- Conference: American Athletic Conference
- Record: 16–17 (6–12 AAC)
- Head coach: Michael Schwartz (1st season);
- Assistant coaches: Jake Morton; Riley Davis; Nick Matson;
- Home arena: Williams Arena

= 2022–23 East Carolina Pirates men's basketball team =

American college basketball season

The 2022–23 East Carolina Pirates men's basketball team represented East Carolina University during the 2022–23 NCAA Division I men's basketball season.
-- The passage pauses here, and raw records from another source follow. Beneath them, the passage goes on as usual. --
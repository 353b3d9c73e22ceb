use std::collections::BTreeMap;
use std::sync::Arc;

use alloy_primitives::Address;

use crate::mempool::MpTxEntry;

/// Scheduling state of one sender's pool.
#[derive(Debug, Clone, Copy, PartialEq, Eq)]
pub enum SenderPoolState {
    Empty,
    /// The lowest nonce lines up with the chain state; executable.
    Queued,
    /// One tx is being executed right now.
    Processing,
    /// The lowest nonce is ahead of the chain state; waiting for the gap.
    Suspended,
}

/// All queued transactions of one (sender, chain-id), ordered by nonce.
///
/// The pool never reorders: the top transaction is always the lowest nonce,
/// and at most one transaction is Processing at any time.
#[derive(Debug)]
pub struct SenderPool {
    sender: Address,
    nonce_map: BTreeMap<u64, Arc<MpTxEntry>>,
    processing_nonce: Option<u64>,
    state_tx_cnt: u64,
    /// Unix seconds of the last insertion; eviction key.
    heartbeat: u64,
}

impl SenderPool {
    pub fn new(sender: Address, state_tx_cnt: u64, now: u64) -> Self {
        Self {
            sender,
            nonce_map: BTreeMap::new(),
            processing_nonce: None,
            state_tx_cnt,
            heartbeat: now,
        }
    }

    pub fn sender(&self) -> Address {
        self.sender
    }

    pub fn state(&self) -> SenderPoolState {
        if self.processing_nonce.is_some() {
            return SenderPoolState::Processing;
        }
        match self.top_tx() {
            None => SenderPoolState::Empty,
            Some(top) if top.tx.nonce() == self.state_tx_cnt => SenderPoolState::Queued,
            Some(_) => SenderPoolState::Suspended,
        }
    }

    pub fn is_empty(&self) -> bool {
        self.nonce_map.is_empty()
    }

    pub fn tx_cnt(&self) -> usize {
        self.nonce_map.len()
    }

    pub fn heartbeat(&self) -> u64 {
        self.heartbeat
    }

    pub fn touch(&mut self, now: u64) {
        self.heartbeat = now;
    }

    pub fn state_tx_cnt(&self) -> u64 {
        self.state_tx_cnt
    }

    pub fn set_state_tx_cnt(&mut self, state_tx_cnt: u64) {
        self.state_tx_cnt = state_tx_cnt;
    }

    /// Lowest-nonce transaction; what gets executed next.
    pub fn top_tx(&self) -> Option<&Arc<MpTxEntry>> {
        self.nonce_map.values().next()
    }

    pub fn gas_price(&self) -> u128 {
        self.top_tx().map(|tx| tx.tx.gas_price()).unwrap_or(0)
    }

    pub fn get(&self, nonce: u64) -> Option<&Arc<MpTxEntry>> {
        self.nonce_map.get(&nonce)
    }

    pub fn insert(&mut self, entry: Arc<MpTxEntry>) -> Option<Arc<MpTxEntry>> {
        self.nonce_map.insert(entry.tx.nonce(), entry)
    }

    pub fn remove(&mut self, nonce: u64) -> Option<Arc<MpTxEntry>> {
        if self.processing_nonce == Some(nonce) {
            self.processing_nonce = None;
        }
        self.nonce_map.remove(&nonce)
    }

    pub fn is_processing(&self) -> bool {
        self.processing_nonce.is_some()
    }

    pub fn processing_nonce(&self) -> Option<u64> {
        self.processing_nonce
    }

    /// Marks the top transaction as Processing; the caller must have checked
    /// the pool is Queued.
    pub fn begin_processing(&mut self, nonce: u64) {
        debug_assert_eq!(self.top_tx().map(|tx| tx.tx.nonce()), Some(nonce));
        self.processing_nonce = Some(nonce);
    }

    pub fn end_processing(&mut self) {
        self.processing_nonce = None;
    }

    /// Next nonce this sender could execute without a gap: the end of the
    /// consecutive run starting at `state_tx_cnt`.
    pub fn pending_nonce(&self) -> u64 {
        let mut next = self.state_tx_cnt;
        for nonce in self.nonce_map.keys() {
            if *nonce == next {
                next += 1;
            } else if *nonce > next {
                break;
            }
        }
        next
    }

    /// Highest nonce present, if any.
    pub fn last_nonce(&self) -> Option<u64> {
        self.nonce_map.keys().next_back().copied()
    }

    /// Nonces of the consecutive (non-gapped) run, lowest first.
    pub fn pending_nonce_list(&self) -> Vec<u64> {
        let stop = self.pending_nonce();
        self.nonce_map
            .keys()
            .copied()
            .take_while(|nonce| *nonce < stop)
            .collect()
    }

    /// Nonces beyond the first gap.
    pub fn gapped_nonce_list(&self) -> Vec<u64> {
        let stop = self.pending_nonce();
        self.nonce_map
            .keys()
            .copied()
            .filter(|nonce| *nonce >= stop)
            .collect()
    }

    pub fn iter(&self) -> impl Iterator<Item = &Arc<MpTxEntry>> {
        self.nonce_map.values()
    }
}
//! Persistence contract.
//!
//! The indexer treats storage as a transactional batch target; the RPC
//! surface reads reconstructed blocks, transactions and logs back out. The
//! contract is the [`NeonDb`] trait; [`postgres::PgNeonDb`] is the
//! production implementation and [`memory::MemNeonDb`] backs tests and
//! ephemeral runs.

pub mod memory;
pub mod postgres;

use alloy_primitives::{Address, B256};
use serde::{Deserialize, Serialize};

use crate::types::StuckSnapshot;

pub type DbResult<T> = Result<T, DbError>;

#[derive(Debug, thiserror::Error)]
pub enum DbError {
    #[error("database request failed: {0}")]
    Query(String),
    #[error("database connection failed: {0}")]
    Connect(String),
}

impl From<sqlx::Error> for DbError {
    fn from(e: sqlx::Error) -> Self {
        DbError::Query(e.to_string())
    }
}

/// One mirrored settlement block with its reconstructed Ethereum content.
#[derive(Debug, Clone, Default, Serialize, Deserialize)]
pub struct NeonBlockRecord {
    pub block_slot: u64,
    pub block_hash: String,
    pub parent_block_hash: String,
    pub parent_block_slot: u64,
    pub block_time: Option<i64>,
    pub is_finalized: bool,
    pub tx_list: Vec<NeonTxRecord>,
}

/// One reconstructed Ethereum transaction.
#[derive(Debug, Clone, Serialize, Deserialize)]
pub struct NeonTxRecord {
    pub neon_tx_sig: B256,
    pub sender: Address,
    pub to_address: Option<Address>,
    pub nonce: u64,
    pub chain_id: Option<u64>,
    pub gas_price: u128,
    pub gas_limit: u64,
    pub gas_used: u64,
    pub status: u8,
    /// Gas accounting reconstructed rather than returned by the program.
    pub is_lost: bool,
    pub block_slot: u64,
    pub tx_idx: u32,
    pub sol_sig_list: Vec<String>,
    pub log_list: Vec<NeonLogRecord>,
}

/// One reconstructed Ethereum log entry.
#[derive(Debug, Clone, Serialize, Deserialize)]
pub struct NeonLogRecord {
    pub address: Address,
    pub topic_list: Vec<B256>,
    pub data: Vec<u8>,
    pub block_slot: u64,
    pub tx_idx: u32,
    pub log_idx: u32,
}

/// Log filter as `eth_getLogs` presents it: a slot range, an address set
/// and a positional topic matrix.
#[derive(Debug, Clone, Default)]
pub struct LogFilter {
    pub from_slot: u64,
    pub to_slot: u64,
    pub address_list: Vec<Address>,
    /// `topic_matrix[i]` is the allowed set for topic position `i`; an empty
    /// set matches anything at that position.
    pub topic_matrix: Vec<Vec<B256>>,
}

impl LogFilter {
    pub fn matches(&self, log: &NeonLogRecord) -> bool {
        if log.block_slot < self.from_slot || log.block_slot > self.to_slot {
            return false;
        }
        if !self.address_list.is_empty() && !self.address_list.contains(&log.address) {
            return false;
        }
        for (idx, allowed) in self.topic_matrix.iter().enumerate() {
            if allowed.is_empty() {
                continue;
            }
            match log.topic_list.get(idx) {
                Some(topic) if allowed.contains(topic) => {}
                _ => return false,
            }
        }
        true
    }
}

/// Transactional batch target plus the read paths the RPC surface needs.
#[async_trait::async_trait]
pub trait NeonDb: Send + Sync {
    /// Atomically appends a batch of completed blocks and advances the
    /// finalized cursor. Blocks in the batch may be confirmed-only; they
    /// are stored deactivated until [`Self::activate_block_list`].
    async fn append_block_batch(
        &self,
        block_list: &[NeonBlockRecord],
        finalized_cursor: u64,
    ) -> DbResult<()>;

    /// Switches not-finalized rows in `slot_list` to active.
    async fn activate_block_list(&self, finalized_cursor: u64, slot_list: &[u64]) -> DbResult<()>;

    /// Moves activated rows in `[from_slot, to_slot]` to finalized.
    /// Calling it twice with the same cursor is a no-op.
    async fn finalize_block_list(
        &self,
        from_slot: u64,
        to_slot: u64,
        slot_list: &[u64],
    ) -> DbResult<()>;

    /// Startup cleanup before indexing resumes.
    async fn drop_not_finalized_history(&self) -> DbResult<()>;

    /// Cursor to continue from (`start_slot = CONTINUE`).
    async fn get_finalized_cursor(&self) -> DbResult<Option<u64>>;

    async fn get_tx_by_sig(&self, neon_tx_sig: &B256) -> DbResult<Option<NeonTxRecord>>;
    async fn get_tx_by_sender_nonce(
        &self,
        sender: &Address,
        nonce: u64,
    ) -> DbResult<Option<NeonTxRecord>>;
    async fn get_tx_by_slot_idx(&self, block_slot: u64, tx_idx: u32)
    -> DbResult<Option<NeonTxRecord>>;
    async fn get_block_by_slot(&self, block_slot: u64) -> DbResult<Option<NeonBlockRecord>>;
    async fn get_log_list(&self, filter: &LogFilter) -> DbResult<Vec<NeonLogRecord>>;

    /// Stuck-transaction snapshot written by the indexer, read by the
    /// executor's stuck poll.
    async fn put_stuck(&self, snapshot: &StuckSnapshot) -> DbResult<()>;
    async fn get_stuck_at(&self, block_slot: u64) -> DbResult<Option<StuckSnapshot>>;
    async fn get_latest_stuck(&self) -> DbResult<Option<StuckSnapshot>>;

    /// Historical ranges already claimed by reindex workers.
    async fn get_reindex_range_list(&self) -> DbResult<Vec<(u64, u64, String)>>;
    async fn put_reindex_range(
        &self,
        start_slot: u64,
        stop_slot: u64,
        reindex_ident: &str,
    ) -> DbResult<()>;
    async fn drop_reindex_range(&self, reindex_ident: &str) -> DbResult<()>;
}

#[cfg(test)]
mod tests {
    use super::*;

    fn log(address_byte: u8, topics: &[u8], slot: u64) -> NeonLogRecord {
        NeonLogRecord {
            address: Address::repeat_byte(address_byte),
            topic_list: topics.iter().map(|b| B256::repeat_byte(*b)).collect(),
            data: vec![],
            block_slot: slot,
            tx_idx: 0,
            log_idx: 0,
        }
    }

    #[test]
    fn filter_by_address_and_topics() {
        let filter = LogFilter {
            from_slot: 10,
            to_slot: 20,
            address_list: vec![Address::repeat_byte(1)],
            topic_matrix: vec![vec![B256::repeat_byte(7)], vec![]],
        };
        assert!(filter.matches(&log(1, &[7, 9], 15)));
        assert!(!filter.matches(&log(2, &[7], 15)), "wrong address");
        assert!(!filter.matches(&log(1, &[8], 15)), "wrong topic");
        assert!(!filter.matches(&log(1, &[7], 9)), "outside the range");
        assert!(!filter.matches(&log(1, &[], 15)), "missing topic position");
    }
}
The Pirates were led by first year head coach Michael Schwartz, and played their home games at Williams Arena at Minges Coliseum as ninth-year members of the American Athletic Conference. They finished the season 15–16, 6–12 in AAC Play to finish in ninth place. They defeated South Florida in the first round of the AAC tournament before falling to Houston in the quarterfinals.

==Previous season==
The Pirates finished the 2021–22 season 15–15, 6–11 in AAC play to finish in ninth place. They lost in the first round of the AAC tournament to Cincinnati.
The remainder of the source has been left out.